Phew! If you made it through all that, you’ve earned this: an excerpt I wrote today. If you just scrolled down to get to the good stuff, well…
Technically, this is a plot spoiler, but since the point of the story isn’t the plot so much as Charlie’s character, I think it’s okay.
CHARLIE and KINNIAN sit in silence. DONNEGAN [Charlie’s boss] enters S.L. and stands waiting for CHARLIE. CHARLIE notices; he and KINNIAN stand up together. CHARLIE turns and walks over to DONNEGAN; KINNIAN collects the candlestick from the table and exits S.R.
DONNEGAN: Charlie, my boy…
CHARLIE: What is it, sir?
DONNEGAN: I…that is to say…it would be better for all concerned if you left the company.
CHARLIE: But…why, sir?
DONNEGAN hands CHARLIE a stapled packet of paper, about ten pages long. CHARLIE scans through the first page, then flips to the next, and the next.
CHARLIE: This petition…this must be over…eight hundred names…
DONNEGAN: Eight hundred and forty.
CHARLIE: …everyone connected with the factory.
DONNEGAN: I’m sorry, my boy.
Pause, then DONNEGAN shakes CHARLIE’s limp hand, takes the petition, and exits S.L.
CHARLIE: What in God’s name do they want of me?
Lights out. CHARLIE moves to S.C., facing upstage. DR NEMUR and DR STRAUSS move to either side of him. Spotlight on CHARLIE, with NEMUR and STRAUSS partly lit. NEMUR and STRAUSS raise CHARLIE’s hands like a prizefighter; loud applause.

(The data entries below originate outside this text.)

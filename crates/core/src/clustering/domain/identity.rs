use serde::{Deserialize, Serialize};

use crate::clustering::domain::centroid::Centroid;
use crate::clustering::domain::identity_error::IdentityError;
use crate::shared::constants::IDENTITY_LABEL_PREFIX;
use crate::shared::detection::Detection;

pub type IdentityId = u32;

/// Provenance entry for an identity absorbed by a merge.
#[derive(Clone, Debug, PartialEq, Eq, Serialize, Deserialize)]
pub struct MergedFrom {
    pub id: IdentityId,
    pub label: String,
}

/// A cluster of detections believed to depict the same person.
///
/// Owned by a `ClusteringSession`; callers only ever see shared references.
/// Invariants: detections are sorted by timestamp and never empty, and the
/// centroid is the mean of their descriptors.
#[derive(Clone, Debug)]
pub struct Identity {
    id: IdentityId,
    label: String,
    centroid: Centroid,
    detections: Vec<Detection>,
    merged_from: Vec<MergedFrom>,
}

/// Serializable form of an identity. The centroid is not stored; it is
/// recomputed from the detections on restore.
#[derive(Clone, Debug, PartialEq, Serialize, Deserialize)]
pub struct IdentitySnapshot {
    pub id: IdentityId,
    pub label: String,
    pub detections: Vec<Detection>,
    #[serde(default)]
    pub merged_from: Vec<MergedFrom>,
}

impl Identity {
    pub(crate) fn new(id: IdentityId, detection: Detection) -> Self {
        Self {
            id,
            label: default_label(id),
            centroid: Centroid::new(&detection.descriptor),
            detections: vec![detection],
            merged_from: Vec::new(),
        }
    }

    /// Appends a detection whose timestamp is not earlier than the last one.
    pub(crate) fn push(&mut self, detection: Detection) {
        debug_assert!(self
            .detections
            .last()
            .map_or(true, |last| last.timestamp <= detection.timestamp));
        self.centroid.update(&detection.descriptor);
        self.detections.push(detection);
    }

    /// Takes over another identity's detections and provenance.
    ///
    /// The centroid is left stale; callers finish a batch of absorptions
    /// with [`Identity::recompute`].
    pub(crate) fn absorb(&mut self, source: Identity) {
        self.merged_from.push(MergedFrom {
            id: source.id,
            label: source.label,
        });
        self.merged_from.extend(source.merged_from);
        self.detections.extend(source.detections);
    }

    /// Re-sorts detections and recomputes the centroid from scratch.
    pub(crate) fn recompute(&mut self) {
        self.detections.sort_by(Detection::canonical_cmp);
        if let Some(centroid) =
            Centroid::from_descriptors(self.detections.iter().map(|d| d.descriptor.as_slice()))
        {
            self.centroid = centroid;
        }
    }

    pub(crate) fn set_label(&mut self, label: String) {
        self.label = label;
    }

    pub fn id(&self) -> IdentityId {
        self.id
    }

    pub fn label(&self) -> &str {
        &self.label
    }

    pub fn centroid(&self) -> &Centroid {
        &self.centroid
    }

    pub fn detections(&self) -> &[Detection] {
        &self.detections
    }

    pub fn detection_count(&self) -> usize {
        self.detections.len()
    }

    pub fn merged_from(&self) -> &[MergedFrom] {
        &self.merged_from
    }

    pub fn snapshot(&self) -> IdentitySnapshot {
        IdentitySnapshot {
            id: self.id,
            label: self.label.clone(),
            detections: self.detections.clone(),
            merged_from: self.merged_from.clone(),
        }
    }

    /// Rebuilds an identity from a snapshot, re-sorting detections and
    /// recomputing the centroid.
    pub fn restore(snapshot: IdentitySnapshot) -> Result<Self, IdentityError> {
        let mut detections = snapshot.detections;
        detections.sort_by(Detection::canonical_cmp);
        let dimension = detections
            .first()
            .map(|d| d.descriptor.len())
            .ok_or(IdentityError::EmptyIdentity(snapshot.id))?;
        if let Some(bad) = detections
            .iter()
            .find(|d| d.descriptor.len() != dimension)
        {
            return Err(IdentityError::DimensionMismatch {
                expected: dimension,
                actual: bad.descriptor.len(),
            });
        }
        let centroid =
            Centroid::from_descriptors(detections.iter().map(|d| d.descriptor.as_slice()))
                .ok_or(IdentityError::EmptyIdentity(snapshot.id))?;
        Ok(Self {
            id: snapshot.id,
            label: snapshot.label,
            centroid,
            detections,
            merged_from: snapshot.merged_from,
        })
    }
}

fn default_label(id: IdentityId) -> String {
    format!("{IDENTITY_LABEL_PREFIX}-{id}")
}
/// Maximum centroid distance for a detection to join an existing identity.
pub const DEFAULT_MATCH_THRESHOLD: f64 = 0.5;

/// Appearances closer than this (seconds) are coalesced into one time range.
pub const DEFAULT_RANGE_GAP_SECONDS: f64 = 2.0;

pub const BATCH_SAMPLING_INTERVAL_SECONDS: f64 = 1.0;
pub const ONLINE_SAMPLING_INTERVAL_SECONDS: f64 = 0.5;

pub const DEFAULT_CROP_WIDTH_SCALE: f64 = 1.5;
pub const DEFAULT_CROP_HEIGHT_SCALE: f64 = 2.0;

/// Per-frame seek + extraction deadline.
pub const DEFAULT_EXTRACTION_TIMEOUT_MS: u64 = 3000;

/// Below this fraction of frames yielding detections a run carries an
/// advisory warning.
pub const DEFAULT_MIN_SUCCESS_RATE: f64 = 0.1;

pub const DEFAULT_MERGE_SUGGESTION_THRESHOLD: f64 = 0.6;

/// Prefix of the opaque labels given to new identities.
pub const IDENTITY_LABEL_PREFIX: &str = "person";

pub const CONFIG_DIR_NAME: &str = "FaceTimeline";
pub const CONFIG_FILE_NAME: &str = "config.json";

/// Version tag written into session snapshots.
pub const SESSION_SNAPSHOT_VERSION: u32 = 1;
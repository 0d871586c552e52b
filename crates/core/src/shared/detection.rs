use std::cmp::Ordering;
use std::collections::BTreeMap;

use serde::{Deserialize, Serialize};

use crate::shared::bounding_box::BoundingBox;

#[derive(Clone, Copy, Debug, PartialEq, Eq, Hash, Serialize, Deserialize)]
#[serde(rename_all = "lowercase")]
pub enum Gender {
    Male,
    Female,
}

impl std::fmt::Display for Gender {
    fn fmt(&self, f: &mut std::fmt::Formatter<'_>) -> std::fmt::Result {
        match self {
            Gender::Male => write!(f, "male"),
            Gender::Female => write!(f, "female"),
        }
    }
}

/// One face found in one sampled frame.
///
/// The descriptor is an opaque embedding from the external recognition
/// model; Euclidean distance between descriptors approximates facial
/// similarity. Detections are immutable once produced.
#[derive(Clone, Debug, PartialEq, Serialize, Deserialize)]
pub struct Detection {
    pub descriptor: Vec<f32>,
    pub bounding_box: BoundingBox,
    pub timestamp: f64,
    #[serde(default, skip_serializing_if = "Option::is_none")]
    pub age: Option<f64>,
    #[serde(default, skip_serializing_if = "Option::is_none")]
    pub gender: Option<Gender>,
    #[serde(default, skip_serializing_if = "Option::is_none")]
    pub expression: Option<BTreeMap<String, f64>>,
}

impl Detection {
    pub fn new(descriptor: Vec<f32>, bounding_box: BoundingBox, timestamp: f64) -> Self {
        Self {
            descriptor,
            bounding_box,
            timestamp,
            age: None,
            gender: None,
            expression: None,
        }
    }

    pub fn with_age(mut self, age: f64) -> Self {
        self.age = Some(age);
        self
    }

    pub fn with_gender(mut self, gender: Gender) -> Self {
        self.gender = Some(gender);
        self
    }

    pub fn with_expression(mut self, expression: BTreeMap<String, f64>) -> Self {
        self.expression = Some(expression);
        self
    }

    /// Total order used wherever detections are sorted or tied: timestamp,
    /// then box position and size, then descriptor, then age. Two detections
    /// compare equal only when all of those are identical, so the result
    /// never depends on the order detections were handed in.
    pub fn canonical_cmp(&self, other: &Self) -> Ordering {
        let (a, b) = (&self.bounding_box, &other.bounding_box);
        self.timestamp
            .total_cmp(&other.timestamp)
            .then_with(|| a.x.total_cmp(&b.x))
            .then_with(|| a.y.total_cmp(&b.y))
            .then_with(|| a.width.total_cmp(&b.width))
            .then_with(|| a.height.total_cmp(&b.height))
            .then_with(|| {
                self.descriptor
                    .iter()
                    .zip(&other.descriptor)
                    .map(|(x, y)| x.total_cmp(y))
                    .find(|o| o.is_ne())
                    .unwrap_or_else(|| self.descriptor.len().cmp(&other.descriptor.len()))
            })
            .then_with(|| match (self.age, other.age) {
                (Some(x), Some(y)) => x.total_cmp(&y),
                (x, y) => x.is_some().cmp(&y.is_some()),
            })
    }

    /// Highest-scoring expression label, if the model reported any.
    pub fn dominant_expression(&self) -> Option<(&str, f64)> {
        self.expression
            .as_ref()?
            .iter()
            .filter(|(_, score)| score.is_finite())
            .max_by(|a, b| a.1.total_cmp(b.1))
            .map(|(label, score)| (label.as_str(), *score))
    }
}
use std::collections::BTreeMap;
use std::fs;
use std::path::{Path, PathBuf};
use std::time::Duration;

use serde::{Deserialize, Serialize};

use crate::detection::domain::detection_source::{DetectionSource, SourceError, SourceInfo};
use crate::shared::bounding_box::{BoundingBox, FrameSize};
use crate::shared::constants::DEFAULT_EXTRACTION_TIMEOUT_MS;
use crate::shared::detection::{Detection, Gender};

/// A detection run captured to disk by an external extractor.
///
/// ```json
/// {
///   "source": {"duration_seconds": 12.0, "frame_width": 1280, "frame_height": 720,
///              "extraction_timeout_ms": 3000},
///   "frames": [
///     {"timestamp": 0.0, "faces": [{"descriptor": [...], "bounding_box": {...}}]},
///     {"timestamp": 1.0, "error": "seek failed"},
///     {"timestamp": 2.0, "timed_out": true}
///   ]
/// }
/// ```
#[derive(Clone, Debug, Default, PartialEq, Serialize, Deserialize)]
pub struct Recording {
    #[serde(default)]
    pub source: RecordingInfo,
    #[serde(default)]
    pub frames: Vec<RecordedFrame>,
}

#[derive(Clone, Debug, Default, PartialEq, Serialize, Deserialize)]
pub struct RecordingInfo {
    pub duration_seconds: Option<f64>,
    pub frame_width: Option<u32>,
    pub frame_height: Option<u32>,
    /// Per-frame deadline the extractor ran with; frames marked
    /// `timed_out` report it. Defaults to the standard extraction timeout.
    #[serde(default, skip_serializing_if = "Option::is_none")]
    pub extraction_timeout_ms: Option<u64>,
}

#[derive(Clone, Debug, PartialEq, Serialize, Deserialize)]
pub struct RecordedFrame {
    pub timestamp: f64,
    #[serde(default)]
    pub faces: Vec<RecordedFace>,
    /// Extraction failed for this frame.
    #[serde(default, skip_serializing_if = "Option::is_none")]
    pub error: Option<String>,
    /// Extraction missed its deadline for this frame.
    #[serde(default)]
    pub timed_out: bool,
}

/// A face as stored in a recording; its timestamp is the frame's.
#[derive(Clone, Debug, PartialEq, Serialize, Deserialize)]
pub struct RecordedFace {
    pub descriptor: Vec<f32>,
    pub bounding_box: BoundingBox,
    #[serde(default)]
    pub age: Option<f64>,
    #[serde(default)]
    pub gender: Option<Gender>,
    #[serde(default)]
    pub expression: Option<BTreeMap<String, f64>>,
}

impl RecordedFace {
    fn at(&self, timestamp: f64) -> Detection {
        Detection {
            descriptor: self.descriptor.clone(),
            bounding_box: self.bounding_box,
            timestamp,
            age: self.age,
            gender: self.gender,
            expression: self.expression.clone(),
        }
    }
}

enum Origin {
    File(PathBuf),
    Memory(Recording),
}

/// Replays a [`Recording`] as if it were a live extractor.
///
/// The recording is only read in `initialize`; an unreadable or malformed
/// file surfaces as `ModelUnavailable`, the same way a live model that
/// failed to load would.
pub struct RecordedDetectionSource {
    origin: Origin,
    frames: Vec<RecordedFrame>,
    deadline: Duration,
}

impl RecordedDetectionSource {
    pub fn from_file(path: &Path) -> Self {
        Self {
            origin: Origin::File(path.to_path_buf()),
            frames: Vec::new(),
            deadline: Duration::from_millis(DEFAULT_EXTRACTION_TIMEOUT_MS),
        }
    }

    pub fn from_recording(recording: Recording) -> Self {
        Self {
            origin: Origin::Memory(recording),
            frames: Vec::new(),
            deadline: Duration::from_millis(DEFAULT_EXTRACTION_TIMEOUT_MS),
        }
    }

    fn load(&self) -> Result<Recording, SourceError> {
        match &self.origin {
            Origin::Memory(recording) => Ok(recording.clone()),
            Origin::File(path) => {
                let json = fs::read_to_string(path).map_err(|e| {
                    SourceError::ModelUnavailable(format!(
                        "cannot read recording {}: {e}",
                        path.display()
                    ))
                })?;
                serde_json::from_str(&json).map_err(|e| {
                    SourceError::ModelUnavailable(format!(
                        "malformed recording {}: {e}",
                        path.display()
                    ))
                })
            }
        }
    }

    /// Recorded frame timestamps, sorted.
    pub fn timestamps(&self) -> Vec<f64> {
        self.frames.iter().map(|f| f.timestamp).collect()
    }
}

impl DetectionSource for RecordedDetectionSource {
    fn initialize(&mut self) -> Result<SourceInfo, SourceError> {
        let recording = self.load()?;
        let mut frames = recording.frames;
        frames.sort_by(|a, b| a.timestamp.total_cmp(&b.timestamp));

        let last_timestamp = frames.last().map_or(0.0, |f| f.timestamp);
        let frame_size = match (recording.source.frame_width, recording.source.frame_height) {
            (Some(width), Some(height)) => Some(FrameSize { width, height }),
            _ => None,
        };
        log::info!(
            "Loaded recording with {} frames ({} faces)",
            frames.len(),
            frames.iter().map(|f| f.faces.len()).sum::<usize>()
        );
        self.frames = frames;
        self.deadline = Duration::from_millis(
            recording
                .source
                .extraction_timeout_ms
                .unwrap_or(DEFAULT_EXTRACTION_TIMEOUT_MS),
        );

        Ok(SourceInfo {
            duration_seconds: recording
                .source
                .duration_seconds
                .unwrap_or(last_timestamp)
                .max(last_timestamp),
            frame_size,
        })
    }

    fn extract(&mut self, timestamp: f64) -> Result<Vec<Detection>, SourceError> {
        let Some(frame) = self.frames.iter().find(|f| f.timestamp == timestamp) else {
            return Ok(Vec::new());
        };
        if frame.timed_out {
            return Err(SourceError::ExtractionTimeout {
                timestamp,
                deadline: self.deadline,
            });
        }
        if let Some(message) = &frame.error {
            return Err(SourceError::Extraction {
                timestamp,
                message: message.clone(),
            });
        }
        Ok(frame.faces.iter().map(|face| face.at(timestamp)).collect())
    }

    fn frame_timestamps(&self) -> Option<Vec<f64>> {
        Some(self.timestamps())
    }
}

#[cfg(test)]
mod tests {
    use super::*;

    fn face(x: f32) -> RecordedFace {
        RecordedFace {
            descriptor: vec![x, 0.0],
            bounding_box: BoundingBox::new(0.0, 0.0, 10.0, 10.0),
            age: None,
            gender: None,
            expression: None,
        }
    }

    fn frame(timestamp: f64, faces: Vec<RecordedFace>) -> RecordedFrame {
        RecordedFrame {
            timestamp,
            faces,
            error: None,
            timed_out: false,
        }
    }

    const SAMPLE: &str = r#"{
        "source": {"duration_seconds": 10.0, "frame_width": 1280, "frame_height": 720},
        "frames": [
            {"timestamp": 1.0, "faces": [
                {"descriptor": [0.1, 0.2], "bounding_box": {"x": 1.0, "y": 2.0, "width": 30.0, "height": 40.0},
                 "gender": "female", "age": 28.5}
            ]},
            {"timestamp": 0.0, "faces": []},
            {"timestamp": 2.0, "error": "seek failed"},
            {"timestamp": 3.0, "timed_out": true}
        ]
    }"#;

    #[test]
    fn test_initialize_from_file() {
        let dir = tempfile::tempdir().unwrap();
        let path = dir.path().join("recording.json");
        fs::write(&path, SAMPLE).unwrap();
        let mut source = RecordedDetectionSource::from_file(&path);

        let info = source.initialize().unwrap();

        assert_eq!(info.duration_seconds, 10.0);
        assert_eq!(
            info.frame_size,
            Some(FrameSize {
                width: 1280,
                height: 720
            })
        );
        assert_eq!(source.timestamps(), vec![0.0, 1.0, 2.0, 3.0]);
        assert_eq!(source.frame_timestamps(), Some(vec![0.0, 1.0, 2.0, 3.0]));
    }

    #[test]
    fn test_extract_stamps_frame_timestamp() {
        let dir = tempfile::tempdir().unwrap();
        let path = dir.path().join("recording.json");
        fs::write(&path, SAMPLE).unwrap();
        let mut source = RecordedDetectionSource::from_file(&path);
        source.initialize().unwrap();

        let detections = source.extract(1.0).unwrap();

        assert_eq!(detections.len(), 1);
        assert_eq!(detections[0].timestamp, 1.0);
        assert_eq!(detections[0].gender, Some(Gender::Female));
        assert_eq!(detections[0].age, Some(28.5));
    }

    #[test]
    fn test_extract_reports_recorded_failures() {
        let dir = tempfile::tempdir().unwrap();
        let path = dir.path().join("recording.json");
        fs::write(&path, SAMPLE).unwrap();
        let mut source = RecordedDetectionSource::from_file(&path);
        source.initialize().unwrap();

        assert!(matches!(
            source.extract(2.0),
            Err(SourceError::Extraction { .. })
        ));
        let timeout = source.extract(3.0).unwrap_err();
        assert!(matches!(
            timeout,
            SourceError::ExtractionTimeout { deadline, .. }
                if deadline == Duration::from_millis(DEFAULT_EXTRACTION_TIMEOUT_MS)
        ));
        assert_eq!(timeout.to_string(), "extraction at 3.00s exceeded 3000ms");
    }

    #[test]
    fn test_timed_out_frame_reports_recorded_deadline() {
        let mut timed_out = frame(0.5, Vec::new());
        timed_out.timed_out = true;
        let mut source = RecordedDetectionSource::from_recording(Recording {
            source: RecordingInfo {
                extraction_timeout_ms: Some(750),
                ..RecordingInfo::default()
            },
            frames: vec![timed_out],
        });
        source.initialize().unwrap();

        let err = source.extract(0.5).unwrap_err();

        assert_eq!(err.to_string(), "extraction at 0.50s exceeded 750ms");
    }

    #[test]
    fn test_extract_unknown_timestamp_is_empty() {
        let mut source = RecordedDetectionSource::from_recording(Recording {
            source: RecordingInfo::default(),
            frames: vec![frame(0.0, vec![face(0.0)])],
        });
        source.initialize().unwrap();
        assert!(source.extract(0.5).unwrap().is_empty());
    }

    #[test]
    fn test_missing_file_is_model_unavailable() {
        let dir = tempfile::tempdir().unwrap();
        let mut source = RecordedDetectionSource::from_file(&dir.path().join("missing.json"));
        assert!(matches!(
            source.initialize(),
            Err(SourceError::ModelUnavailable(_))
        ));
    }

    #[test]
    fn test_malformed_file_is_model_unavailable() {
        let dir = tempfile::tempdir().unwrap();
        let path = dir.path().join("recording.json");
        fs::write(&path, "[1, 2").unwrap();
        let mut source = RecordedDetectionSource::from_file(&path);
        assert!(matches!(
            source.initialize(),
            Err(SourceError::ModelUnavailable(_))
        ));
    }

    #[test]
    fn test_duration_falls_back_to_last_frame() {
        let mut source = RecordedDetectionSource::from_recording(Recording {
            source: RecordingInfo::default(),
            frames: vec![frame(0.0, vec![]), frame(7.5, vec![face(1.0)])],
        });
        let info = source.initialize().unwrap();
        assert_eq!(info.duration_seconds, 7.5);
        assert!(info.frame_size.is_none());
    }
}
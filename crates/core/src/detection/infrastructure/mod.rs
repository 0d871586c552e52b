pub mod deadline_detection_source;
pub mod recorded_detection_source;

At once: spotlight off; S.C. light quickly fade up; NEMUR and STRAUSS let go of CHARLIE’s hands; STRAUSS quickly exits S.R.; NEMUR quickly exits S.L.; CHARLIE drops his arms and turns around. CHARLIE takes a step towards the audience.
CHARLIE: Algernon and I were presented to the American Psychological Association last Tuesday. We created quite a sensation. Dr. Nemur and Dr. Strauss were very proud of us.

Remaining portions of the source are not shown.